Title: Turbine blade with recessed squealer tip and shelf

Description:
GOVERNMENT INTERESTS 
   The U.S. Government may have certain rights in this invention in accordance with Contract No. N00019-96-C-0080 awarded by the Dept. of the Navy. 

   BACKGROUND OF THE INVENTION 
   1. Field of the Invention 
   The invention relates generally to gas turbine engine turbine blade squealer tip cooling and, more specifically, to turbine blade squealer tips cooled using cooling holes through a tip shelf. 
   2. Description of Related Art 
   Gas turbine engine turbine blades extract energy from hot combustion gas for powering the compressor and providing output power. Since the turbine blades are directly exposed to the hot combustion gas, they are typically provided with internal cooling circuits which channel a coolant, such as compressor bleed air, through the airfoil of the blade and through various film cooling holes around the surface thereof.
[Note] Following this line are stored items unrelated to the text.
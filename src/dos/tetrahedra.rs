//! # 四面体剖分
//!
//! 布里渊区 n×n×n 子网格及其四面体剖分，和单个四面体的线性插值 DOS。
//!
//! ## 算法概述
//! 1. 子网格点 k = (i/n, j/n, l/n)，周期性回绕
//! 2. 每个子立方体沿最短主对角线剖分为 6 个四面体
//! 3. 四面体内能量线性插值，DOS 为分段二次函数
//!
//! ## 参考
//! - P. E. Blöchl, O. Jepsen, O. K. Andersen, Phys. Rev. B 49, 16223 (1994)
//!
//! ## 依赖关系
//! - 被 `dos/engine.rs` 调用
//! - 使用 `models/lattice.rs` 计算对角线长度

use crate::error::{Result, TetraDosError};
use crate::models::lattice::{norm, to_cartesian};
use crate::models::{Momentum, ReciprocalMatrix};

/// 以 0-7 对角线为公共边的 6 个四面体（顶点编号 c = ix + 2 iy + 4 iz）
const BASE_TETRAHEDRA: [[usize; 4]; 6] = [
    [0, 1, 3, 7],
    [0, 1, 5, 7],
    [0, 2, 3, 7],
    [0, 2, 6, 7],
    [0, 4, 5, 7],
    [0, 4, 6, 7],
];

/// 子立方体顶点偏移
fn corner_offset(corner: usize) -> [usize; 3] {
    [corner & 1, (corner >> 1) & 1, (corner >> 2) & 1]
}

/// 选择最短主对角线的起点顶点（0..4），其终点为 `start ^ 7`
///
/// 长度相同时取编号最小者。
pub fn shortest_diagonal_start(recip: &ReciprocalMatrix) -> usize {
    let mut best = 0;
    let mut best_len = f64::INFINITY;

    for start in 0..4 {
        let from = corner_offset(start);
        let to = corner_offset(start ^ 7);
        let delta = [
            to[0] as f64 - from[0] as f64,
            to[1] as f64 - from[1] as f64,
            to[2] as f64 - from[2] as f64,
        ];
        let len = norm(&to_cartesian(&delta, recip));
        if len < best_len - 1e-12 {
            best = start;
            best_len = len;
        }
    }

    best
}

/// 子立方体内的 6 个四面体（顶点编号）
///
/// 以 `start` 异或变换基本剖分，相当于沿相应坐标轴镜像。
pub fn cell_tetrahedra(recip: &ReciprocalMatrix) -> [[usize; 4]; 6] {
    let start = shortest_diagonal_start(recip);
    let mut tetras = BASE_TETRAHEDRA;
    for tetra in tetras.iter_mut() {
        for corner in tetra.iter_mut() {
            *corner ^= start;
        }
    }
    tetras
}

/// 布里渊区子网格
#[derive(Debug, Clone, Copy)]
pub struct Mesh {
    /// 每个方向的网格点数
    n: usize,
}

impl Mesh {
    /// 创建 n×n×n 网格
    ///
    /// 要求 n ≥ 1 且四面体总数 6n³ 不超出 `usize`，之后的下标运算不会溢出。
    pub fn new(n: usize) -> Result<Self> {
        if n == 0 {
            return Err(TetraDosError::InvalidArgument(
                "BZ grid resolution n must be at least 1".to_string(),
            ));
        }
        n.checked_mul(n)
            .and_then(|n2| n2.checked_mul(n))
            .and_then(|n3| n3.checked_mul(6))
            .ok_or_else(|| {
                TetraDosError::InvalidArgument(format!("BZ grid resolution n = {} is too large", n))
            })?;
        Ok(Self { n })
    }

    /// 网格点总数 n³
    pub fn num_points(&self) -> usize {
        self.n * self.n * self.n
    }

    /// 四面体总数 6n³
    pub fn num_tetrahedra(&self) -> usize {
        6 * self.num_points()
    }

    /// 每个四面体占布里渊区的体积分数
    pub fn tetra_weight(&self) -> f64 {
        1.0 / self.num_tetrahedra() as f64
    }

    /// 网格坐标 → 线性下标（周期性回绕）
    pub fn index(&self, i: usize, j: usize, l: usize) -> usize {
        let n = self.n;
        ((i % n) * n + (j % n)) * n + (l % n)
    }

    /// 线性下标 → 分数坐标 k
    pub fn point(&self, index: usize) -> Momentum {
        let n = self.n;
        let i = index / (n * n);
        let j = (index / n) % n;
        let l = index % n;
        [i as f64 / n as f64, j as f64 / n as f64, l as f64 / n as f64]
    }

    /// 全部四面体，元素为网格点线性下标
    pub fn tetrahedra(&self, recip: &ReciprocalMatrix) -> Vec<[usize; 4]> {
        let cell = cell_tetrahedra(recip);
        let n = self.n;
        let mut all = Vec::with_capacity(self.num_tetrahedra());

        for i in 0..n {
            for j in 0..n {
                for l in 0..n {
                    for tetra in &cell {
                        let mut vertices = [0; 4];
                        for (v, &corner) in vertices.iter_mut().zip(tetra) {
                            let off = corner_offset(corner);
                            *v = self.index(i + off[0], j + off[1], l + off[2]);
                        }
                        all.push(vertices);
                    }
                }
            }
        }

        all
    }
}

/// 单个四面体的 DOS（归一化到积分为 1）
///
/// `corners` 为升序排列的顶点能量 E1 <= E2 <= E3 <= E4。
pub fn tetra_dos(e: f64, corners: &[f64; 4]) -> f64 {
    let [e1, e2, e3, e4] = *corners;

    let value = if e1 <= e && e < e2 {
        3.0 * (e - e1).powi(2) / ((e2 - e1) * (e3 - e1) * (e4 - e1))
    } else if e2 <= e && e < e3 {
        let x = e - e2;
        let e21 = e2 - e1;
        let e31 = e3 - e1;
        let e41 = e4 - e1;
        let e32 = e3 - e2;
        let e42 = e4 - e2;
        (3.0 * e21 + 6.0 * x - 3.0 * (e31 + e42) * x * x / (e32 * e42)) / (e31 * e41)
    } else if e3 <= e && e < e4 {
        3.0 * (e4 - e).powi(2) / ((e4 - e1) * (e4 - e2) * (e4 - e3))
    } else {
        0.0
    };

    // 舍入误差可能产生极小的负值
    value.max(0.0)
}

#[cfg(test)]
mod tests {
    use super::*;
    use crate::models::cubic_reciprocal;

    fn tetra_volume(tetra: &[usize; 4]) -> f64 {
        let p: Vec<[f64; 3]> = tetra
            .iter()
            .map(|&c| {
                let o = corner_offset(c);
                [o[0] as f64, o[1] as f64, o[2] as f64]
            })
            .collect();
        let a = [p[1][0] - p[0][0], p[1][1] - p[0][1], p[1][2] - p[0][2]];
        let b = [p[2][0] - p[0][0], p[2][1] - p[0][1], p[2][2] - p[0][2]];
        let c = [p[3][0] - p[0][0], p[3][1] - p[0][1], p[3][2] - p[0][2]];
        let det = a[0] * (b[1] * c[2] - b[2] * c[1]) - a[1] * (b[0] * c[2] - b[2] * c[0])
            + a[2] * (b[0] * c[1] - b[1] * c[0]);
        det.abs() / 6.0
    }

    #[test]
    fn test_cell_tetrahedra_fill_cube() {
        let recip = cubic_reciprocal(1.0).unwrap();
        let tetras = cell_tetrahedra(&recip);

        let total: f64 = tetras.iter().map(tetra_volume).sum();
        assert!((total - 1.0).abs() < 1e-12);

        for tetra in &tetras {
            assert!((tetra_volume(tetra) - 1.0 / 6.0).abs() < 1e-12);
            assert!(tetra.contains(&0) && tetra.contains(&7));
        }
    }

    #[test]
    fn test_shortest_diagonal_skewed_lattice() {
        // b1 与 b2 夹角较小时，2-5 对角线 (b1 - b2 + b3) 最短
        let recip = [[1.0, 0.0, 0.0], [0.9, 0.3, 0.0], [0.0, 0.1, 1.0]];
        let start = shortest_diagonal_start(&recip);
        assert_eq!(start, 2);

        for tetra in cell_tetrahedra(&recip) {
            assert!(tetra.contains(&2) && tetra.contains(&5));
        }
    }

    #[test]
    fn test_mesh_index_wraps() {
        let mesh = Mesh::new(4).unwrap();
        assert_eq!(mesh.num_points(), 64);
        assert_eq!(mesh.index(4, 0, 0), mesh.index(0, 0, 0));
        assert_eq!(mesh.index(1, 2, 3), 16 + 8 + 3);
        assert_eq!(mesh.point(mesh.index(1, 2, 3)), [0.25, 0.5, 0.75]);
    }

    #[test]
    fn test_mesh_rejects_zero_and_overflow() {
        assert!(matches!(Mesh::new(0), Err(TetraDosError::InvalidArgument(_))));
        assert!(matches!(
            Mesh::new(3_000_000),
            Err(TetraDosError::InvalidArgument(_))
        ));
        assert!(matches!(
            Mesh::new(usize::MAX / 2),
            Err(TetraDosError::InvalidArgument(_))
        ));
        assert_eq!(Mesh::new(100).unwrap().num_tetrahedra(), 6_000_000);
    }

    #[test]
    fn test_mesh_tetrahedra_count() {
        let recip = cubic_reciprocal(1.0).unwrap();
        let mesh = Mesh::new(3).unwrap();
        let tetras = mesh.tetrahedra(&recip);

        assert_eq!(tetras.len(), 6 * 27);
        assert!(tetras.iter().flatten().all(|&v| v < 27));
        assert!((mesh.tetra_weight() * tetras.len() as f64 - 1.0).abs() < 1e-12);
    }

    #[test]
    fn test_tetra_dos_normalized() {
        let corners = [-1.0, -0.2, 0.5, 2.0];
        let steps = 200_000;
        let (lo, hi) = (-1.5, 2.5);
        let h = (hi - lo) / steps as f64;

        let integral: f64 = (0..steps)
            .map(|i| tetra_dos(lo + (i as f64 + 0.5) * h, &corners) * h)
            .sum();
        assert!((integral - 1.0).abs() < 1e-6, "integral = {}", integral);
    }

    #[test]
    fn test_tetra_dos_continuous() {
        let corners = [-1.0, -0.2, 0.5, 2.0];
        let eps = 1e-9;
        for &e in &corners[1..3] {
            let below = tetra_dos(e - eps, &corners);
            let above = tetra_dos(e + eps, &corners);
            assert!((below - above).abs() < 1e-6);
        }
        assert_eq!(tetra_dos(-1.0, &corners), 0.0);
        assert_eq!(tetra_dos(2.0, &corners), 0.0);
        assert_eq!(tetra_dos(3.0, &corners), 0.0);
    }

    #[test]
    fn test_tetra_dos_degenerate_corners() {
        let flat = [0.3, 0.3, 0.3, 0.3];
        assert_eq!(tetra_dos(0.3, &flat), 0.0);

        let pair = [0.0, 0.0, 1.0, 1.0];
        for e in [0.0, 0.25, 0.5, 0.75] {
            let d = tetra_dos(e, &pair);
            assert!(d.is_finite() && d >= 0.0);
        }
    }
}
One type of airfoil extends from a root at a blade platform, which defines the radially inner flowpath for the combustion gas, to a radially outer tip cap, and includes opposite pressure and suction sides extending axially from leading to trailing edges of the airfoil. The cooling circuit extends inside the airfoil between the pressure and suction sides and is bounded at its top by the airfoil tip cap. A squealer tip blade has a squealer tip wall extending radially outwardly from the top of the tip cap and completely around the perimeter of the airfoil on the tip cap to define a radially outwardly open tip cavity. 
   The squealer tip is a short radial extension of the airfoil wall and is spaced radially closely adjacent to an outer turbine shroud to provide a relatively small clearance gap therebetween for gas flowpath sealing purposes. Differential thermal expansion between the blade and the shroud, centrifugal loading, and radial accelerations cause the squealer tips to rub against the turbine shroud and abrade. Since the squealer tips extend radially above the tip cap, the tip cap itself and the remainder of the airfoil is protected from damage, which maintains integrity of the turbine blade and the cooling circuit therein. 
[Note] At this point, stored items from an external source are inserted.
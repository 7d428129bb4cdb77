//! # tetra-dos - VO2 四能带模型态密度工具
//!
//! 以四面体方法对布里渊区积分，计算 VO2 四能带紧束缚模型的态密度。
//!
//! ## 子命令
//! - `dos`   - 计算 DOS 并写出 (E, DOS) 表
//! - `bands` - 高对称路径能带
//! - `plot`  - 重新绘制 DOS 文件并报告能隙
//! - `sweep` - 批量参数扫描
//!
//! 省略子命令时按 `dos` 处理，兼容纯位置参数的调用方式。
//!
//! ## 依赖关系
//! ```text
//! main.rs
//!   ├── cli/        (命令行参数定义)
//!   ├── commands/   (命令执行逻辑)
//!   │     ├── dos/       (四面体积分、能隙、导出、绘图)
//!   │     ├── physics/   (哈密顿量、能带、k 路径)
//!   │     ├── batch/     (线程池与批量执行)
//!   │     └── models/    (参数环境、倒格子)
//!   ├── utils/      (工具函数)
//!   └── error.rs    (错误处理)
//! ```

mod batch;
mod cli;
mod commands;
mod dos;
mod error;
mod models;
mod physics;
mod utils;

use cli::Cli;

fn main() {
    // Initialize colored output for Windows compatibility
    #[cfg(windows)]
    colored::control::set_virtual_terminal(true).ok();

    let cli = Cli::parse_with_default();

    if let Err(e) = commands::run(cli.command) {
        utils::output::print_error(&format!("{}", e));
        let code = if e.is_usage_error() { 2 } else { 1 };
        std::process::exit(code);
    }
}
   However, since the squealer tips are solid metal projections of the airfoil, they are directly heated by the combustion gas which flows thereover. They are cooled by heat conduction with the heat then being removed by convection into the tip cap and cooling air injected into the cavity by passages through the tip. The cooling air from within the airfoil cooling circuit is used to convect heat away from tip and to inject into cavity. The squealer tip typically operates at temperatures above that of the remainder of the airfoil and can be a life limiting element of the airfoil in a hot turbine environment. 
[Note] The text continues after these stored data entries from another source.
//! # 态密度计算模块
//!
//! 四面体方法 DOS 积分、能隙检测、数据导出与绘图。
//!
//! ## 子模块
//! - `tetrahedra`: 布里渊区网格与四面体剖分
//! - `engine`: DOS 积分引擎
//! - `gaps`: 能隙检测
//! - `export`: DOS 文件与能带 CSV 读写
//! - `plot`: 图表生成
//!
//! ## 依赖关系
//! - 被 `commands/` 和 `batch/` 使用
//! - 使用 `physics/` 的能带回调

pub mod engine;
pub mod export;
pub mod gaps;
pub mod plot;
pub mod tetrahedra;

pub use engine::{dos_values, DosSamples};
pub use gaps::{find_gaps, Gap};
   Since the pressure side of an airfoil typically experiences the highest heat load from the combustion gas, a row of conventional film cooling holes is typically provided in the pressure side of the airfoil outer wall immediately below the tip cap for providing a cooling film which flows upwardly over the pressure side of the squealer tip. U.S. Pat. No. 6,164,914 discloses a turbine blade including a hollow airfoil having a squealer tip wall extending outboard from a tip cap enclosing the airfoil. Film cooling holes extend through the junction of the tip cap below the pressure-side portion of the tip rib for discharging the coolant in a layer of film cooling air for flow along the exposed pressure side of the squealer tip wall. It is difficult to entrain the cooling air flow in a boundary layer along the exposed pressure side of the squealer tip wall. Often the film cooling holes will direct the cooling air to impinge on the pressure side of the squealer tip wall and a large portion will bounce off and not be entrained in the boundary layer. 
   However, cooling of the squealer wall is limited in effectiveness, and thermal gradients and stress therefrom are created which also affect blade life. The exposed squealer wall runs hotter than the airfoil sidewalls with the tip cap therebetween running cooler. Tip cooling must therefore be balanced against undesirable thermal gradients. 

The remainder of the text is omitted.